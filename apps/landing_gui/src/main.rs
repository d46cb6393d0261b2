mod backend_bridge;
mod controller;
mod ui;

use std::path::PathBuf;

use clap::Parser;
use crossbeam_channel::bounded;
use page_core::config::{load_settings_from, DEFAULT_CONFIG_PATH};
use tracing_subscriber::EnvFilter;

use crate::backend_bridge::commands::PageCommand;
use crate::controller::events::UiEvent;
use crate::ui::LandingApp;

#[derive(Debug, Parser)]
#[command(name = "landing-gui", about = "Secure Core landing page")]
struct Args {
    /// Settings file; missing files fall back to defaults.
    #[arg(long, default_value = DEFAULT_CONFIG_PATH)]
    config: PathBuf,
    /// Skip the decorative scene.
    #[arg(long)]
    no_scene: bool,
}

fn main() -> eframe::Result<()> {
    tracing_subscriber::fmt()
        .with_env_filter(EnvFilter::try_from_default_env().unwrap_or_else(|_| EnvFilter::new("info")))
        .init();

    let args = Args::parse();
    let mut settings = load_settings_from(&args.config);
    if args.no_scene {
        settings.scene_enabled = false;
    }
    tracing::info!(
        config = %args.config.display(),
        backend = ?settings.persistence,
        scene = settings.scene_enabled,
        "page: starting landing window"
    );

    let (cmd_tx, cmd_rx) = tokio::sync::mpsc::channel::<PageCommand>(256);
    let (ui_tx, ui_rx) = bounded::<UiEvent>(256);

    let options = eframe::NativeOptions {
        viewport: egui::ViewportBuilder::default()
            .with_title("Secure Core")
            .with_inner_size([1100.0, 820.0])
            .with_min_inner_size([640.0, 560.0]),
        ..Default::default()
    };
    eframe::run_native(
        "Secure Core",
        options,
        Box::new(move |cc| {
            cc.egui_ctx.set_visuals(egui::Visuals::dark());
            backend_bridge::runtime::launch(settings.clone(), cmd_rx, ui_tx, cc.egui_ctx.clone());
            Ok(Box::new(LandingApp::new(cmd_tx, ui_rx, &settings)))
        }),
    )
}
##########
- **WHAT THE EXERCISE ASKS**: Your reply must consist of the number of lines in the material above that include "UiEvent", and nothing else.

- **OUTPUT FOR THIS EXERCISE**: 2